───── Material provided ─────

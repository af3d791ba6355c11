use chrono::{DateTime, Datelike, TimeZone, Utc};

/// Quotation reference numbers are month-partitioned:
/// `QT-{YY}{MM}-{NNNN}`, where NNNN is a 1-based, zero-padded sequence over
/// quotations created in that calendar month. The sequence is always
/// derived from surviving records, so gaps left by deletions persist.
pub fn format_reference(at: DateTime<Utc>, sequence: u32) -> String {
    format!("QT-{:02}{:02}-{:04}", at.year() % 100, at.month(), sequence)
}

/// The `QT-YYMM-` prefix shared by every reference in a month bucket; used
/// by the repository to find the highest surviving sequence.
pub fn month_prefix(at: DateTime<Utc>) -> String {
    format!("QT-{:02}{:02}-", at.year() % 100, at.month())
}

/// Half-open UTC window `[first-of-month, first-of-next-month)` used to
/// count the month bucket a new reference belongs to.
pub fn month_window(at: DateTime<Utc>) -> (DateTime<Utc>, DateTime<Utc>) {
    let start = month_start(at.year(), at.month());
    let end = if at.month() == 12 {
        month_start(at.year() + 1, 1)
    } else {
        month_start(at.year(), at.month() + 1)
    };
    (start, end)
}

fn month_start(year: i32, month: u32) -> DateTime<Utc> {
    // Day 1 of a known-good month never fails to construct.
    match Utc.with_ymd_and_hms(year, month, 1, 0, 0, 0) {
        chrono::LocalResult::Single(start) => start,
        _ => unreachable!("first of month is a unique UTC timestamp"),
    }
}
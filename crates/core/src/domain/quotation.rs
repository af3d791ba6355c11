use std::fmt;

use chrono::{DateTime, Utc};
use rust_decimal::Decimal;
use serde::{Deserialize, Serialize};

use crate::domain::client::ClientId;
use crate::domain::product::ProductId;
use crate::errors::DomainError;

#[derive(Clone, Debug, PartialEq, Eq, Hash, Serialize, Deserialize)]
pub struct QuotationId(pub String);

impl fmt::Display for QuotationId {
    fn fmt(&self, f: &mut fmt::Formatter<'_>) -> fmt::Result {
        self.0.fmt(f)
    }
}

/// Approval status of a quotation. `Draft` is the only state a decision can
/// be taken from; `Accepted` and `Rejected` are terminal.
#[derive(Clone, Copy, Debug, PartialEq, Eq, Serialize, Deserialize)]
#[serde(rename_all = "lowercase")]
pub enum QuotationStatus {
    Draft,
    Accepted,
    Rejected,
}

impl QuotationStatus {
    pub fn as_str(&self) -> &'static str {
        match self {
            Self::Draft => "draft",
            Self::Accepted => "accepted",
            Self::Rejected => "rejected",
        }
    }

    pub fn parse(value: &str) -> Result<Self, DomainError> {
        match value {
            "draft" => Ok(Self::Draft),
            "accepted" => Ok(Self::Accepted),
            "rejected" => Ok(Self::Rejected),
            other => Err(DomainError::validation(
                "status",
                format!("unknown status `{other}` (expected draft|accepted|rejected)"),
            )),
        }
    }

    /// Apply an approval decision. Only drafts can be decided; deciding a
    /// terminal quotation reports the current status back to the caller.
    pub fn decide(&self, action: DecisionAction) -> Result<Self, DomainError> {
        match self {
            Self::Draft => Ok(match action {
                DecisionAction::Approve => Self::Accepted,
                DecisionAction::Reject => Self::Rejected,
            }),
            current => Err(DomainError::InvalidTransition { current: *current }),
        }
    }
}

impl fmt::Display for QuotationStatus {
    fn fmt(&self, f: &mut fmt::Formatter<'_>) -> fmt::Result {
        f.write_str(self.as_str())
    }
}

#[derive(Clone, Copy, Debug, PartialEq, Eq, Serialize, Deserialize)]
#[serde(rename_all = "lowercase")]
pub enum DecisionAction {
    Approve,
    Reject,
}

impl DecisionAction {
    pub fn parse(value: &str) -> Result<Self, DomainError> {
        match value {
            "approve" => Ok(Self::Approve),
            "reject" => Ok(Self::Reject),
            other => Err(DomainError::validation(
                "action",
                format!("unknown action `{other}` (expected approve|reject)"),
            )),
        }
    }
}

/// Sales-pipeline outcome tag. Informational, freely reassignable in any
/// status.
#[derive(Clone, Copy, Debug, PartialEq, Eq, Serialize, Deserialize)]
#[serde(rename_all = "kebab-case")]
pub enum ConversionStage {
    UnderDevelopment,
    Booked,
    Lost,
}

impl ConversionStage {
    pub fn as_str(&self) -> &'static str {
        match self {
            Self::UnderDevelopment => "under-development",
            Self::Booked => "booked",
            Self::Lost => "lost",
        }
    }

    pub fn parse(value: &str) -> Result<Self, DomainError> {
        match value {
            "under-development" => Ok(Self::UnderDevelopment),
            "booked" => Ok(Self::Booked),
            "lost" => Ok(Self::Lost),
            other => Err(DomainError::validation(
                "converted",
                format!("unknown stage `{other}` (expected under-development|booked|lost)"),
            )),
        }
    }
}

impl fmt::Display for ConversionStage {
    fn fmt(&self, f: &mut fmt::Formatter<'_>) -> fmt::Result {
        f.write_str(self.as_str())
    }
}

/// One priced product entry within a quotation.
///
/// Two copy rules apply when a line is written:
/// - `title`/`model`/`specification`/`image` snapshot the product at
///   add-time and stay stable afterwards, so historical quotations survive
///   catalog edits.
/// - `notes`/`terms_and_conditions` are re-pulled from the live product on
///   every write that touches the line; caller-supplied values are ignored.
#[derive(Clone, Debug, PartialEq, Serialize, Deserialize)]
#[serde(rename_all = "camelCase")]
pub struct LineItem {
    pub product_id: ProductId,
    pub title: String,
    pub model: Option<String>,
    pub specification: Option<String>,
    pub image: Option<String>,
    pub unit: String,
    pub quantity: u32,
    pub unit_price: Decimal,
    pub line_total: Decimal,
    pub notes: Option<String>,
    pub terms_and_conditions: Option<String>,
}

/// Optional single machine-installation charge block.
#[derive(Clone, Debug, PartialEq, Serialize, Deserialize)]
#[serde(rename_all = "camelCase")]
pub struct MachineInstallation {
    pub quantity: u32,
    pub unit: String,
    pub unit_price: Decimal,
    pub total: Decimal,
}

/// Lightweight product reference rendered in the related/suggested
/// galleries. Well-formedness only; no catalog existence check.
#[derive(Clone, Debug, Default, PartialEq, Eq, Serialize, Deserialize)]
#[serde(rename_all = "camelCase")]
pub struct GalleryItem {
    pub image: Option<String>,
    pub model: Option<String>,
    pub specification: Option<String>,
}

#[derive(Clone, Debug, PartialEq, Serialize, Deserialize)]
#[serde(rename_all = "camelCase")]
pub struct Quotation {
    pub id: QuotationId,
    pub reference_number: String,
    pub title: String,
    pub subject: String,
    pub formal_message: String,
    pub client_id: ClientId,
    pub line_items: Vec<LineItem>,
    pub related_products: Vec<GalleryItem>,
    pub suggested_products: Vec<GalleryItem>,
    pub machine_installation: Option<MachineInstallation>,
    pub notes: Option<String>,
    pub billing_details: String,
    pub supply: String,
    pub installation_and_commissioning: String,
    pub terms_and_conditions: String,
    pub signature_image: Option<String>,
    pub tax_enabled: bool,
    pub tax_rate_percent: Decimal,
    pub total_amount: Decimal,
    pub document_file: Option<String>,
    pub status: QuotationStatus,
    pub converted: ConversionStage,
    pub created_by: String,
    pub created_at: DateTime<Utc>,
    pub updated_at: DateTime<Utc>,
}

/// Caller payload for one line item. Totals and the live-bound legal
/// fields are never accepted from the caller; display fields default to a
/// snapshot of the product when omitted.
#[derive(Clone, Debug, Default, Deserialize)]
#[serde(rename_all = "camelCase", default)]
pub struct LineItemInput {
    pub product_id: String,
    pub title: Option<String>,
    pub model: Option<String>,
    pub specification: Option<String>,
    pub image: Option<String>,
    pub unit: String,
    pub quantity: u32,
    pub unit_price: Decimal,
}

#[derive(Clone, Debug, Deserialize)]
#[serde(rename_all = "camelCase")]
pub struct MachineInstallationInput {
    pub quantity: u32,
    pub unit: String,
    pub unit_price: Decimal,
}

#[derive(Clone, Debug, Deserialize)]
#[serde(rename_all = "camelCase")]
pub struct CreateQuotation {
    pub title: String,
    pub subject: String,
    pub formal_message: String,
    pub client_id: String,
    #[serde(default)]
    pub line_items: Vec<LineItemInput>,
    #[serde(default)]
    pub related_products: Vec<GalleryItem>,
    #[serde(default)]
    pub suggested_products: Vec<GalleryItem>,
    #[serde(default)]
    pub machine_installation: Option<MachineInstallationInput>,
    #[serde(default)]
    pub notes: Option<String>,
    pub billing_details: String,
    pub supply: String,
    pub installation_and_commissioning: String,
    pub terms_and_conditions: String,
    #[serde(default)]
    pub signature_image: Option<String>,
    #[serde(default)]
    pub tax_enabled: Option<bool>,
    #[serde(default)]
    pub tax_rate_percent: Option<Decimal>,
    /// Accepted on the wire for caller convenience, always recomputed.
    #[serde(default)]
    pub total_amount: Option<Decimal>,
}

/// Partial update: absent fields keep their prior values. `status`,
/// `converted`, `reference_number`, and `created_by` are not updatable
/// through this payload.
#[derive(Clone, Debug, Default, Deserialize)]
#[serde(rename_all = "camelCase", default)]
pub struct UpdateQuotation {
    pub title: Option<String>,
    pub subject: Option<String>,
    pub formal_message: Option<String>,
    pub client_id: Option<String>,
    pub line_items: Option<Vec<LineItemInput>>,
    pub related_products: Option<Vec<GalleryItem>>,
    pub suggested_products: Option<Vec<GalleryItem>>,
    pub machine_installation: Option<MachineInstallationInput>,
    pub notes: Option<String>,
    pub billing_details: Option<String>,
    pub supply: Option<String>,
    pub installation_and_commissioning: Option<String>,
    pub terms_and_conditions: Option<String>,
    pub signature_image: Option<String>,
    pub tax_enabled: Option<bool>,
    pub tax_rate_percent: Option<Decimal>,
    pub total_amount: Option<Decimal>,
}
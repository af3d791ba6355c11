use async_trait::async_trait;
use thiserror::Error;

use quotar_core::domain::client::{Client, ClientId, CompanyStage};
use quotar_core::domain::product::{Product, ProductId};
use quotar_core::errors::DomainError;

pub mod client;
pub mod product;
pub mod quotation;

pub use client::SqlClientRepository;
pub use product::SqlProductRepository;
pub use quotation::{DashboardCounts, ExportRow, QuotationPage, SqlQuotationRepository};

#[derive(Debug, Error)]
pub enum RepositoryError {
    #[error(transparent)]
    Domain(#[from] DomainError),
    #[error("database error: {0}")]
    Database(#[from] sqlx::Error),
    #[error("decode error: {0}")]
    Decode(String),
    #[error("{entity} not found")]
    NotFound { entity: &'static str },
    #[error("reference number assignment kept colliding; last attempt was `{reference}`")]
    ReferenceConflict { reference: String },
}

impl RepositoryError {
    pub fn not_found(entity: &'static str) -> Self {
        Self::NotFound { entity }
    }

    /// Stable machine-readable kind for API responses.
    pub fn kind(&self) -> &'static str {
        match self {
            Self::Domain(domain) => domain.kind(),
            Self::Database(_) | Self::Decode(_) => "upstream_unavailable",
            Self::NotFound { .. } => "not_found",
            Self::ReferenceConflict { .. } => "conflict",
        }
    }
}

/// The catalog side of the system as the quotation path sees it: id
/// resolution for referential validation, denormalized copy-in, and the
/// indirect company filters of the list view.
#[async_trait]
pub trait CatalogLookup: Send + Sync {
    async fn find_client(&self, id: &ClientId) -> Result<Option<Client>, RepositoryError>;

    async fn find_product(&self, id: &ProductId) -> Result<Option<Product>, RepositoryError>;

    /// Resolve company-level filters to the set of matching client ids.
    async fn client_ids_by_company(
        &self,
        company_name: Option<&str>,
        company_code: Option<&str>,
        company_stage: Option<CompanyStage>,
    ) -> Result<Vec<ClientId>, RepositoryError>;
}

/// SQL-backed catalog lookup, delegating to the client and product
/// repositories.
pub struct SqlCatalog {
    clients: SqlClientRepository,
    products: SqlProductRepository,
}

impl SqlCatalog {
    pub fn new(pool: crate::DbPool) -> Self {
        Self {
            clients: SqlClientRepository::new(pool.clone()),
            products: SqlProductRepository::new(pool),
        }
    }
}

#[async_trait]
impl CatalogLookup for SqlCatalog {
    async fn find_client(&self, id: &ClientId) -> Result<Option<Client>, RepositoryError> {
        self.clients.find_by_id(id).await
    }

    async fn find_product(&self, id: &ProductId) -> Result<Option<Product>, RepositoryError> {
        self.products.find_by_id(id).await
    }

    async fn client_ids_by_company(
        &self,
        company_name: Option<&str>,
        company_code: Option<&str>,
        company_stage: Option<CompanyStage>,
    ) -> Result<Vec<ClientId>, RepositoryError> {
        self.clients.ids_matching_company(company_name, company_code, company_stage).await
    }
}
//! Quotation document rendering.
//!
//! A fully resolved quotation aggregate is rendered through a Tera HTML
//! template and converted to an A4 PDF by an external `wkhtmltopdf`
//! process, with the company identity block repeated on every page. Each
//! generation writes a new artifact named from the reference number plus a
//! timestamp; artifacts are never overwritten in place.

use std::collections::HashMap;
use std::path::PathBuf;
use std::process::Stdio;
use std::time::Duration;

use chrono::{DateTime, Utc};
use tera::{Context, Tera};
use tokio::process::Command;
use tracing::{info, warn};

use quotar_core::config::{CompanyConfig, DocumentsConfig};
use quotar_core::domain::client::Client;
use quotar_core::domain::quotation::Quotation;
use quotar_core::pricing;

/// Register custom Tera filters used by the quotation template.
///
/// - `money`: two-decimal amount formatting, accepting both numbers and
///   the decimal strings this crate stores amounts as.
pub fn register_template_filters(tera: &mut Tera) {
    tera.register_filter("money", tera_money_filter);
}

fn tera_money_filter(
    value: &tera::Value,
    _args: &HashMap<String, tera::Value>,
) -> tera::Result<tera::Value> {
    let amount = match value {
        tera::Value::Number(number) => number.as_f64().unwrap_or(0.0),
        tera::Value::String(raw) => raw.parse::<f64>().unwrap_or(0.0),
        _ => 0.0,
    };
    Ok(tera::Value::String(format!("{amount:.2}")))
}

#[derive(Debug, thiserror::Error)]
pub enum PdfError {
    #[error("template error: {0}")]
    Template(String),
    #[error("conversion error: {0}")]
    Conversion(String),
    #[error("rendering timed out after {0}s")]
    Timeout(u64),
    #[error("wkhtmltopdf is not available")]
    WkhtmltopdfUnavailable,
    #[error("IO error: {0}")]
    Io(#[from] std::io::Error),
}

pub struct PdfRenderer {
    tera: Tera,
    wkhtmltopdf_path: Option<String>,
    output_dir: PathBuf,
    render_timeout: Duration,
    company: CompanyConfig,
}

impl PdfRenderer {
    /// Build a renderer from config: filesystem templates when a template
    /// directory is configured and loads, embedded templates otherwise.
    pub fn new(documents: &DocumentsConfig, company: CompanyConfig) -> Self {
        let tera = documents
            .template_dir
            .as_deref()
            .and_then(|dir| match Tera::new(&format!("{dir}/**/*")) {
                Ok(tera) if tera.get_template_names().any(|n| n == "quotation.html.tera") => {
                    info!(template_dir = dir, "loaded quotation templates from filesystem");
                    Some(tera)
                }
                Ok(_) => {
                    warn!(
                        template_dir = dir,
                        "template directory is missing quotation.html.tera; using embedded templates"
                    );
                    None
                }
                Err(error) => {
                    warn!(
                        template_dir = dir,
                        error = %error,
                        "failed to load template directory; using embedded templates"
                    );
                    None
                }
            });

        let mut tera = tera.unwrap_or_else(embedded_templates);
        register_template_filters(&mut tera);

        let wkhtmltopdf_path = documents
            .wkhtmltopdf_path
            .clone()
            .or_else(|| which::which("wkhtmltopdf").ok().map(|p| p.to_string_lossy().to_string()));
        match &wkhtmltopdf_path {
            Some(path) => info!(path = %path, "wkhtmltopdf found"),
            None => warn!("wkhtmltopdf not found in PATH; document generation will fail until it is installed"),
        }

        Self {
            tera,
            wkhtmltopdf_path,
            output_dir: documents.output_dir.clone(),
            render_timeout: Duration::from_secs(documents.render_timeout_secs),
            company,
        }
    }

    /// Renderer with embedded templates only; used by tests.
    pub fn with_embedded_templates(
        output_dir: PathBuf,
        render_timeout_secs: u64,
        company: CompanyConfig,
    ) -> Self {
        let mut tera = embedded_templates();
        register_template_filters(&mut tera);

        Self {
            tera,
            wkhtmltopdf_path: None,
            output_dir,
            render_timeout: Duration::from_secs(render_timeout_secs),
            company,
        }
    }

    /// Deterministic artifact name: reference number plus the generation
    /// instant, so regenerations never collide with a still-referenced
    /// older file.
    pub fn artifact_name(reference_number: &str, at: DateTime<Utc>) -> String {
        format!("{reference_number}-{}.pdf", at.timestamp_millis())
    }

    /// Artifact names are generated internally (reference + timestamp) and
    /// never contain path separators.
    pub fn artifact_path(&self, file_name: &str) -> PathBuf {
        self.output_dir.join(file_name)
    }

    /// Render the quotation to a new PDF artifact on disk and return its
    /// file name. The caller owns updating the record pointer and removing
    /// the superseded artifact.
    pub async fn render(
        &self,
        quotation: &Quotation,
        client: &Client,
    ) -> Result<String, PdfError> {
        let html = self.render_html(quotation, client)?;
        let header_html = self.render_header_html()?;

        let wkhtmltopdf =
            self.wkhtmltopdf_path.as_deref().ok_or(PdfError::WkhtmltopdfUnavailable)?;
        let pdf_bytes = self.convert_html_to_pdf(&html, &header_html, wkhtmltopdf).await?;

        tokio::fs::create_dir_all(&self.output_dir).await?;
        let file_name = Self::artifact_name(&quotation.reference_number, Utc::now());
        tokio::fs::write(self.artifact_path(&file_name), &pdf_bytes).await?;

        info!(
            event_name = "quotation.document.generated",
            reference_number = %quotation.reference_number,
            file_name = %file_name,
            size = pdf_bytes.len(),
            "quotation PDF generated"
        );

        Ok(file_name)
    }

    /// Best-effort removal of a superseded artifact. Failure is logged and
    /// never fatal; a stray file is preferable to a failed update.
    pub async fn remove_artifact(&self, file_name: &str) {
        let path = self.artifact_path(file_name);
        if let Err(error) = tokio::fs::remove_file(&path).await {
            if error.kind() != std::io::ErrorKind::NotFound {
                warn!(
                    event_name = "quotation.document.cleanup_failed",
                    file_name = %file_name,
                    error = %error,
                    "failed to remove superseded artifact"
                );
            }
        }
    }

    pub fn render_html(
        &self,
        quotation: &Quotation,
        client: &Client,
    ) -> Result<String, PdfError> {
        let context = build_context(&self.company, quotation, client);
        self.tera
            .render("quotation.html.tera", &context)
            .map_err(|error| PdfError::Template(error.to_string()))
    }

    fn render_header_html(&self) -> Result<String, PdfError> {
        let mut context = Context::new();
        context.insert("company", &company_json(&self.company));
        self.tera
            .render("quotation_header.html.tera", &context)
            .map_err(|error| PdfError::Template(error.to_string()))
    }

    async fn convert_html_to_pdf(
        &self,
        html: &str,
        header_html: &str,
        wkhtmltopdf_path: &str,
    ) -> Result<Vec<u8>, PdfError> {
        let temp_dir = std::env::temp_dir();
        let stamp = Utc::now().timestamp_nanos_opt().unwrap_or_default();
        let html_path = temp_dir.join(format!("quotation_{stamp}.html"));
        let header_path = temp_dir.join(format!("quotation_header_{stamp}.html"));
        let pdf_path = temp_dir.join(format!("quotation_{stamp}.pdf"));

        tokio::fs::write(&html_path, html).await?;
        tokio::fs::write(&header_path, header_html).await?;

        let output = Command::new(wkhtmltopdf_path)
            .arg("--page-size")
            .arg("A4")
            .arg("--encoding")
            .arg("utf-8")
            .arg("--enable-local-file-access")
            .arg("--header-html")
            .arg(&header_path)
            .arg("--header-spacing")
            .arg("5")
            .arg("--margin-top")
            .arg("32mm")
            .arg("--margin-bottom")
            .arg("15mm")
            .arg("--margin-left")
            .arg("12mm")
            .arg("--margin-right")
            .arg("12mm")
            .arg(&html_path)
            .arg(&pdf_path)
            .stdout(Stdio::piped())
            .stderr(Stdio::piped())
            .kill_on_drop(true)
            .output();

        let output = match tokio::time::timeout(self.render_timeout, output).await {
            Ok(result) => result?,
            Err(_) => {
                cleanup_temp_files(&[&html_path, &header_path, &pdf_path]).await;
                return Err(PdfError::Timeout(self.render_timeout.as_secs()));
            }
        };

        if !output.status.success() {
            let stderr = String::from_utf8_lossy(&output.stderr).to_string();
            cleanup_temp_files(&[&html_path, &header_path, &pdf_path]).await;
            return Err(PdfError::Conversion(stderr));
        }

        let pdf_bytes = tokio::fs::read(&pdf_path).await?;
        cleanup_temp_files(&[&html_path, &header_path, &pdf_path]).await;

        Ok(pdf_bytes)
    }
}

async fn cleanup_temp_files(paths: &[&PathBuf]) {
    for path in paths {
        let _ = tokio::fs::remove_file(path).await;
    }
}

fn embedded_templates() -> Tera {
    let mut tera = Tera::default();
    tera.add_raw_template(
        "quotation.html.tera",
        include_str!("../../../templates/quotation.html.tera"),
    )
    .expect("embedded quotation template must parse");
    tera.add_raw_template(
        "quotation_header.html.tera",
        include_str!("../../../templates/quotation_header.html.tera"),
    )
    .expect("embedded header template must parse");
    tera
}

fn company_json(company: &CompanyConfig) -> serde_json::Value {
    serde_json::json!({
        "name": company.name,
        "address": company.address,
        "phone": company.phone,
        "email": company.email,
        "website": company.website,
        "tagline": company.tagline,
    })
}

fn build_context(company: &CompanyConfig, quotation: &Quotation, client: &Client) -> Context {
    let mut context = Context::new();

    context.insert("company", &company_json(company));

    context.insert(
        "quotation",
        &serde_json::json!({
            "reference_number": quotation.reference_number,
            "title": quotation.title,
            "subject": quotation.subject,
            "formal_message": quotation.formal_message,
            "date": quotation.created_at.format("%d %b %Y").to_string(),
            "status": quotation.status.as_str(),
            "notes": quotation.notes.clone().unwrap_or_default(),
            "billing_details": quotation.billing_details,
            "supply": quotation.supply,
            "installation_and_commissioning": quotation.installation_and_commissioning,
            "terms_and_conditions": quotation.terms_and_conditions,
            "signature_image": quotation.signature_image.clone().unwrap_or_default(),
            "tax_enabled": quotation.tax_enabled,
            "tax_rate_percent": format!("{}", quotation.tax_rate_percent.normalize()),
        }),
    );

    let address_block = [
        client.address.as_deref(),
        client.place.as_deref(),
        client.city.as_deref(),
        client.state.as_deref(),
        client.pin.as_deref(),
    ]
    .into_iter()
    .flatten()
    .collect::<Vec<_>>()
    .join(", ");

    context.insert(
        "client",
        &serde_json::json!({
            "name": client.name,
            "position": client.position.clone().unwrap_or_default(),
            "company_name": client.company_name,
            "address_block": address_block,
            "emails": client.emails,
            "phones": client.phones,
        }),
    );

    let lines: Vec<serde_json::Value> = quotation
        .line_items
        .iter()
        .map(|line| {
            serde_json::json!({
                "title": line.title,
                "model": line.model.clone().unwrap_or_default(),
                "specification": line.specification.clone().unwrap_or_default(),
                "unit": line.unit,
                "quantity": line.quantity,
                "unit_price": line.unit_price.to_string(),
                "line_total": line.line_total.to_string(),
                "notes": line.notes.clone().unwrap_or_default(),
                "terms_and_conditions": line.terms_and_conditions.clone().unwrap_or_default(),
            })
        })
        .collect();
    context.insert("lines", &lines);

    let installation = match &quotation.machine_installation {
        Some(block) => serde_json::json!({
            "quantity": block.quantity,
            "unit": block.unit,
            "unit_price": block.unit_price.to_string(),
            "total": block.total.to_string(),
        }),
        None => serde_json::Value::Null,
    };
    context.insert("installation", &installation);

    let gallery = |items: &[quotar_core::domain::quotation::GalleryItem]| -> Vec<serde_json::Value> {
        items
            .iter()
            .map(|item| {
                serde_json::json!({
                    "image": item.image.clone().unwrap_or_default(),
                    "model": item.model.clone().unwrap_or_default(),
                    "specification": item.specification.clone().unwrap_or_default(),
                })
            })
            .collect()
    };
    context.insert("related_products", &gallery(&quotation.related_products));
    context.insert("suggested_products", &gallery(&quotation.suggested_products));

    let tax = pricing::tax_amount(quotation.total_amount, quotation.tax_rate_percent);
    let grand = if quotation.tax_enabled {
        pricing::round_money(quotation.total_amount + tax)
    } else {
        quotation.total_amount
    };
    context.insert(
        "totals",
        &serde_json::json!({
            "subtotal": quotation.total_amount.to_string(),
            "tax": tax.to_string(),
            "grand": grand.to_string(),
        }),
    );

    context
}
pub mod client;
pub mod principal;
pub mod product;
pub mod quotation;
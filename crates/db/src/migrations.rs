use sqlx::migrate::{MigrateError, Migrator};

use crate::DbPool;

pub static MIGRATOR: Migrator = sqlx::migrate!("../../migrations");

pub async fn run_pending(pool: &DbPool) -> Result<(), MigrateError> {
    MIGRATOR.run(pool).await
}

─────

**Assigned task**
Output, please, only the lines running from the start of the entries through the line that contains "pub fn format_reference(at: DateTime<Utc>, sequence: u32)", including both of those lines.

**Solution to the problem**
repository af3d791ba6355c11
use chrono::{DateTime, Datelike, TimeZone, Utc};

/// Quotation reference numbers are month-partitioned:
/// `QT-{YY}{MM}-{NNNN}`, where NNNN is a 1-based, zero-padded sequence over
/// quotations created in that calendar month. The sequence is always
/// derived from surviving records, so gaps left by deletions persist.
pub fn format_reference(at: DateTime<Utc>, sequence: u32) -> String {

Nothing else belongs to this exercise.